Antonio David Álvarez Rey (born 18 December 1994), sometimes known as Davo, is a Spanish professional footballer who plays for Liga Portugal 2 club Penafiel. Mainly a right winger, he can also play as a forward.

==Club career==
Born in Luarca, Asturias, Álvarez represented Luarca CF and Real Avilés CF as a youth. He made his senior debut with the latter's reserves on 26 February 2012, starting in a 0–2 Regional Preferente home loss against Valdesoto CF, and scored his first goal on 22 April in a 4–1 away routing of AD Universidad de Oviedo B.

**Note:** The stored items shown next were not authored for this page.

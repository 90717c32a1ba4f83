//! Fixed-capacity set of pool slot indices owned by one port.
//!
//! Ports record every pool slot they hold here (loans not yet sent, samples
//! borrowed by the application). When the owning process dies, whoever
//! reclaims the port drains the list and releases the references.

use crate::shm::checked_align_up;
use std::mem::size_of;
use std::slice;
use std::sync::atomic::{AtomicU32, Ordering};

pub(crate) const EMPTY_ENTRY: u32 = u32::MAX;

#[repr(C)]
struct SlotListHeader {
    capacity: u32,
    _reserved: u32,
}

/// Bytes needed by a list of `capacity` entries; `None` beyond a `u32` capacity.
pub(crate) fn bytes_for_slot_list(capacity: usize) -> Option<usize> {
    if u32::try_from(capacity).is_err() {
        return None;
    }
    let entries = capacity.checked_mul(size_of::<AtomicU32>())?;
    checked_align_up(size_of::<SlotListHeader>().checked_add(entries)?, 8)
}

pub(crate) struct SlotList<'a> {
    entries: &'a [AtomicU32],
}

impl<'a> SlotList<'a> {
    /// # Safety
    /// `ptr` must be 8-byte aligned and point to `bytes_for_slot_list(capacity)`
    /// writable bytes not yet in use.
    pub(crate) unsafe fn init(ptr: *mut u8, capacity: usize) {
        unsafe {
            (ptr as *mut SlotListHeader).write(SlotListHeader {
                capacity: capacity as u32,
                _reserved: 0,
            });
            let entries = ptr.add(size_of::<SlotListHeader>()) as *mut AtomicU32;
            for i in 0..capacity {
                entries.add(i).write(AtomicU32::new(EMPTY_ENTRY));
            }
        }
    }

    /// # Safety
    /// `ptr` must point to a list written by [`SlotList::init`] that stays
    /// mapped for `'a`.
    pub(crate) unsafe fn from_ptr(ptr: *mut u8) -> Self {
        unsafe {
            let header = &*(ptr as *const SlotListHeader);
            let entries = slice::from_raw_parts(
                ptr.add(size_of::<SlotListHeader>()) as *const AtomicU32,
                header.capacity as usize,
            );
            Self { entries }
        }
    }

    pub(crate) fn capacity(&self) -> usize {
        self.entries.len()
    }

    /// Records `index`; `false` if the list is full.
    pub(crate) fn insert(&self, index: u32) -> bool {
        self.entries.iter().any(|e| {
            e.compare_exchange(EMPTY_ENTRY, index, Ordering::AcqRel, Ordering::Relaxed)
                .is_ok()
        })
    }

    /// Forgets `index`; `false` if it was not recorded.
    pub(crate) fn remove(&self, index: u32) -> bool {
        self.entries.iter().any(|e| {
            e.compare_exchange(index, EMPTY_ENTRY, Ordering::AcqRel, Ordering::Relaxed)
                .is_ok()
        })
    }

    pub(crate) fn len(&self) -> usize {
        self.entries
            .iter()
            .filter(|e| e.load(Ordering::Relaxed) != EMPTY_ENTRY)
            .count()
    }

    /// Empties the list, handing every recorded index to `f`.
    pub(crate) fn drain(&self, mut f: impl FnMut(u32)) {
        for e in self.entries {
            let index = e.swap(EMPTY_ENTRY, Ordering::AcqRel);
            if index != EMPTY_ENTRY {
                f(index);
            }
        }
    }
}

#[cfg(test)]
mod tests {
    use super::*;
    use crate::shm::test_memory::AlignedBlock;

    #[test]
    fn insert_until_full_then_remove() {
        let mut block = AlignedBlock::new(bytes_for_slot_list(2).unwrap());
        let list = unsafe {
            SlotList::init(block.ptr(), 2);
            SlotList::from_ptr(block.ptr())
        };

        assert!(list.insert(4));
        assert!(list.insert(9));
        assert!(!list.insert(11));
        assert_eq!(list.len(), 2);

        assert!(list.remove(4));
        assert!(!list.remove(4));
        assert!(list.insert(11));

        let mut drained = vec![];
        list.drain(|i| drained.push(i));
        drained.sort();
        assert_eq!(drained, vec![9, 11]);
        assert_eq!(list.len(), 0);
    }

    #[test]
    fn zero_capacity_list_rejects_everything() {
        let mut block = AlignedBlock::new(bytes_for_slot_list(0).unwrap());
        let list = unsafe {
            SlotList::init(block.ptr(), 0);
            SlotList::from_ptr(block.ptr())
        };
        assert_eq!(list.capacity(), 0);
        assert!(!list.insert(0));
    }

    #[test]
    fn capacity_must_fit_the_header() {
        assert_eq!(bytes_for_slot_list(u32::MAX as usize + 1), None);
        assert_eq!(bytes_for_slot_list(usize::MAX), None);
    }
}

In the 2012 summer, Álvarez moved to Real Oviedo and returned to the youth setup. He then featured rarely with the B-team in Tercera División before signing for fellow league team UP Langreo on 8 October 2013.

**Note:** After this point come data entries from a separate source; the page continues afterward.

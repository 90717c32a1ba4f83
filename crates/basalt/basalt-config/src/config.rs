use serde::{Deserialize, Serialize};
use std::path::{Path, PathBuf};
use std::sync::OnceLock;

/// Environment variable naming a TOML file that [`Config::global_config`] loads.
pub const CONFIG_ENV_VAR: &str = "BASALT_CONFIG";

#[derive(Deserialize, Serialize, Debug, Clone, PartialEq, Eq, Default)]
pub struct Config {
    #[serde(default)]
    pub global: Global,
    #[serde(default)]
    pub node: NodeDefaults,
    #[serde(default)]
    pub defaults: Defaults,
}

/// Where shared resources live and how large the registry is.
#[derive(Deserialize, Serialize, Debug, Clone, PartialEq, Eq)]
pub struct Global {
    #[serde(default = "defaults::root_path")]
    pub root_path: PathBuf,
    #[serde(default = "defaults::prefix")]
    pub prefix: String,
    #[serde(default = "defaults::log_level")]
    pub log_level: String,
    #[serde(default = "defaults::max_services")]
    pub max_services: usize,
    #[serde(default = "defaults::max_nodes_per_service")]
    pub max_nodes_per_service: usize,
}

#[derive(Deserialize, Serialize, Debug, Clone, PartialEq, Eq)]
pub struct NodeDefaults {
    #[serde(default = "defaults::cleanup_dead_nodes_on_creation")]
    pub cleanup_dead_nodes_on_creation: bool,
}

#[derive(Deserialize, Serialize, Debug, Clone, PartialEq, Eq, Default)]
pub struct Defaults {
    #[serde(default)]
    pub publish_subscribe: PublishSubscribeDefaults,
    #[serde(default)]
    pub event: EventDefaults,
    #[serde(default)]
    pub request_response: RequestResponseDefaults,
}

#[derive(Deserialize, Serialize, Debug, Clone, PartialEq, Eq)]
pub struct PublishSubscribeDefaults {
    #[serde(default = "defaults::max_publishers")]
    pub max_publishers: usize,
    #[serde(default = "defaults::max_subscribers")]
    pub max_subscribers: usize,
    #[serde(default = "defaults::subscriber_max_buffer_size")]
    pub subscriber_max_buffer_size: usize,
    #[serde(default = "defaults::subscriber_max_borrowed_samples")]
    pub subscriber_max_borrowed_samples: usize,
    #[serde(default = "defaults::publisher_max_loaned_samples")]
    pub publisher_max_loaned_samples: usize,
    #[serde(default = "defaults::max_slice_len")]
    pub max_slice_len: usize,
    #[serde(default = "defaults::enable_safe_overflow")]
    pub enable_safe_overflow: bool,
    #[serde(default)]
    pub unable_to_deliver_strategy: UnableToDeliverStrategy,
}

#[derive(Deserialize, Serialize, Debug, Clone, PartialEq, Eq)]
pub struct EventDefaults {
    #[serde(default = "defaults::max_notifiers")]
    pub max_notifiers: usize,
    #[serde(default = "defaults::max_listeners")]
    pub max_listeners: usize,
    #[serde(default = "defaults::event_id_max_value")]
    pub event_id_max_value: usize,
}

#[derive(Deserialize, Serialize, Debug, Clone, PartialEq, Eq)]
pub struct RequestResponseDefaults {
    #[serde(default = "defaults::max_clients")]
    pub max_clients: usize,
    #[serde(default = "defaults::max_servers")]
    pub max_servers: usize,
    #[serde(default = "defaults::max_active_requests_per_client")]
    pub max_active_requests_per_client: usize,
    #[serde(default = "defaults::max_response_buffer_size")]
    pub max_response_buffer_size: usize,
    #[serde(default = "defaults::max_borrowed_responses_per_pending_response")]
    pub max_borrowed_responses_per_pending_response: usize,
    #[serde(default = "defaults::max_loaned_requests")]
    pub max_loaned_requests: usize,
    #[serde(default = "defaults::server_max_loaned_responses")]
    pub server_max_loaned_responses: usize,
    #[serde(default = "defaults::enable_safe_overflow")]
    pub enable_safe_overflow_for_requests: bool,
    #[serde(default = "defaults::enable_safe_overflow")]
    pub enable_safe_overflow_for_responses: bool,
    #[serde(default)]
    pub client_unable_to_deliver_strategy: UnableToDeliverStrategy,
    #[serde(default)]
    pub server_unable_to_deliver_strategy: UnableToDeliverStrategy,
}

/// What a sender does when a receiver's queue is full and overflow is disabled.
#[derive(Deserialize, Serialize, Debug, Clone, Copy, PartialEq, Eq, Default)]
#[serde(rename_all = "snake_case")]
pub enum UnableToDeliverStrategy {
    /// Retry until the receiver has room or disconnects.
    #[default]
    Block,
    /// Skip the receiver and report the failure.
    DiscardSample,
}

#[derive(Debug, thiserror::Error)]
pub enum ConfigError {
    #[error("failed to read '{path}'")]
    Read {
        path: String,
        #[source]
        source: std::io::Error,
    },

    #[error("failed to parse config")]
    Parse(#[from] toml::de::Error),
}

mod defaults {
    use std::path::PathBuf;

    pub fn root_path() -> PathBuf {
        "/tmp/basalt".into()
    }

    pub fn prefix() -> String {
        "basalt_".into()
    }

    pub fn log_level() -> String {
        "info".into()
    }

    pub fn max_services() -> usize {
        64
    }

    pub fn max_nodes_per_service() -> usize {
        32
    }

    pub fn cleanup_dead_nodes_on_creation() -> bool {
        true
    }

    pub fn max_publishers() -> usize {
        2
    }

    pub fn max_subscribers() -> usize {
        8
    }

    pub fn subscriber_max_buffer_size() -> usize {
        2
    }

    pub fn subscriber_max_borrowed_samples() -> usize {
        2
    }

    pub fn publisher_max_loaned_samples() -> usize {
        2
    }

    pub fn max_slice_len() -> usize {
        1
    }

    pub fn enable_safe_overflow() -> bool {
        true
    }

    pub fn max_notifiers() -> usize {
        16
    }

    pub fn max_listeners() -> usize {
        16
    }

    pub fn event_id_max_value() -> usize {
        255
    }

    pub fn max_clients() -> usize {
        8
    }

    pub fn max_servers() -> usize {
        2
    }

    pub fn max_active_requests_per_client() -> usize {
        4
    }

    pub fn max_response_buffer_size() -> usize {
        2
    }

    pub fn max_borrowed_responses_per_pending_response() -> usize {
        2
    }

    pub fn max_loaned_requests() -> usize {
        2
    }

    pub fn server_max_loaned_responses() -> usize {
        2
    }
}

impl Default for Global {
    fn default() -> Self {
        Self {
            root_path: defaults::root_path(),
            prefix: defaults::prefix(),
            log_level: defaults::log_level(),
            max_services: defaults::max_services(),
            max_nodes_per_service: defaults::max_nodes_per_service(),
        }
    }
}

impl Default for NodeDefaults {
    fn default() -> Self {
        Self {
            cleanup_dead_nodes_on_creation: defaults::cleanup_dead_nodes_on_creation(),
        }
    }
}

impl Default for PublishSubscribeDefaults {
    fn default() -> Self {
        Self {
            max_publishers: defaults::max_publishers(),
            max_subscribers: defaults::max_subscribers(),
            subscriber_max_buffer_size: defaults::subscriber_max_buffer_size(),
            subscriber_max_borrowed_samples: defaults::subscriber_max_borrowed_samples(),
            publisher_max_loaned_samples: defaults::publisher_max_loaned_samples(),
            max_slice_len: defaults::max_slice_len(),
            enable_safe_overflow: defaults::enable_safe_overflow(),
            unable_to_deliver_strategy: UnableToDeliverStrategy::default(),
        }
    }
}

impl Default for EventDefaults {
    fn default() -> Self {
        Self {
            max_notifiers: defaults::max_notifiers(),
            max_listeners: defaults::max_listeners(),
            event_id_max_value: defaults::event_id_max_value(),
        }
    }
}

impl Default for RequestResponseDefaults {
    fn default() -> Self {
        Self {
            max_clients: defaults::max_clients(),
            max_servers: defaults::max_servers(),
            max_active_requests_per_client: defaults::max_active_requests_per_client(),
            max_response_buffer_size: defaults::max_response_buffer_size(),
            max_borrowed_responses_per_pending_response:
                defaults::max_borrowed_responses_per_pending_response(),
            max_loaned_requests: defaults::max_loaned_requests(),
            server_max_loaned_responses: defaults::server_max_loaned_responses(),
            enable_safe_overflow_for_requests: defaults::enable_safe_overflow(),
            enable_safe_overflow_for_responses: defaults::enable_safe_overflow(),
            client_unable_to_deliver_strategy: UnableToDeliverStrategy::default(),
            server_unable_to_deliver_strategy: UnableToDeliverStrategy::default(),
        }
    }
}

impl Config {
    pub fn load(path: impl AsRef<Path> + ToString) -> Result<Self, ConfigError> {
        let toml_to_str = std::fs::read_to_string(&path).map_err(|source| ConfigError::Read {
            path: path.to_string(),
            source,
        })?;
        Self::from_toml(&toml_to_str)
    }

    pub fn from_toml(content: &str) -> Result<Self, ConfigError> {
        let config: Config = toml::from_str(content)?;
        Ok(config)
    }

    /// Process-wide configuration, loaded on first use and read-only afterwards.
    ///
    /// Reads the file named by `BASALT_CONFIG` when the variable is set; a file
    /// that cannot be loaded is reported and replaced by the defaults.
    pub fn global_config() -> &'static Config {
        static GLOBAL: OnceLock<Config> = OnceLock::new();
        GLOBAL.get_or_init(|| match std::env::var(CONFIG_ENV_VAR) {
            Ok(path) => Config::load(path.as_str()).unwrap_or_else(|e| {
                tracing::warn!(%path, error = %e, "falling back to default config");
                Config::default()
            }),
            Err(_) => Config::default(),
        })
    }

    /// Same configuration rooted somewhere else, e.g. in a test directory.
    pub fn with_root_path(mut self, root: impl Into<PathBuf>) -> Self {
        self.global.root_path = root.into();
        self
    }
}

#[cfg(test)]
mod tests {
    use super::*;

    #[test]
    fn empty_document_yields_defaults() {
        let config = Config::from_toml("").unwrap();
        assert_eq!(config, Config::default());
        assert_eq!(config.defaults.event.max_listeners, 16);
        assert_eq!(config.global.root_path, PathBuf::from("/tmp/basalt"));
    }

    #[test]
    fn partial_tables_keep_remaining_defaults() {
        let config = Config::from_toml(
            r#"
            [global]
            root_path = "/dev/shm/basalt"

            [defaults.event]
            max_notifiers = 3

            [defaults.publish_subscribe]
            unable_to_deliver_strategy = "discard_sample"
            "#,
        )
        .unwrap();

        assert_eq!(config.global.root_path, PathBuf::from("/dev/shm/basalt"));
        assert_eq!(config.global.prefix, "basalt_");
        assert_eq!(config.defaults.event.max_notifiers, 3);
        assert_eq!(config.defaults.event.max_listeners, 16);
        assert_eq!(
            config.defaults.publish_subscribe.unable_to_deliver_strategy,
            UnableToDeliverStrategy::DiscardSample
        );
    }

    #[test]
    fn load_reports_missing_file() {
        let err = Config::load("/definitely/not/here.toml").unwrap_err();
        assert!(matches!(err, ConfigError::Read { .. }));
    }

    #[test]
    fn load_reports_malformed_file() {
        let dir = tempfile::tempdir().unwrap();
        let path = dir.path().join("broken.toml");
        std::fs::write(&path, "[global\nroot_path = 1").unwrap();

        let err = Config::load(path.display().to_string()).unwrap_err();
        assert!(matches!(err, ConfigError::Parse(_)));
    }

    #[test]
    fn serialized_config_round_trips() {
        let config = Config::default().with_root_path("/tmp/elsewhere");
        let text = toml::to_string(&config).unwrap();
        assert_eq!(Config::from_toml(&text).unwrap(), config);
    }
}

Álvarez subsequently represented fourth division sides Caudal Deportivo, Zamora CF and Oviedo B before joining Segunda División B side Rápido de Bouzas in July 2017. He moved to fellow third division side CCD Cerceda the following January, but returned to Zamora in July 2018 after suffering relegation.

On 3 July 2019, after scoring a career-best 20 goals, Álvarez returned to Langreo, with the club now in division three. On 13 May 2020, he agreed to a deal with UD Ibiza in the same category, and was the club's top goalscorer with ten goals during the campaign, as they achieved a first-ever promotion to Segunda División.

Álvarez made his professional debut at the age of 26 on 13 August 2021, coming on as a second-half substitute for Ekain Zenitagoia in a 0–0 away draw against Real Zaragoza. On 3 June 2022, he signed a two-year contract with an extension option for Polish Ekstraklasa side Wisła Płock.

After a successful stint in Poland, with nine goals and three assists in 18 league appearances, Álvarez was transferred to Belgian side KAS Eupen on 31 January 2023. On 18 July, however, he returned to Spain after being loaned to Primera Federación side Deportivo de La Coruña for one year.

Regularly used as Dépor achieved promotion to the second division, Álvarez signed a permanent two-year contract with the club on 19 June 2024. On 3 February of the following year, he moved to Real Murcia CF on loan.

On 2 August 2025, Álvarez terminated his link with Deportivo.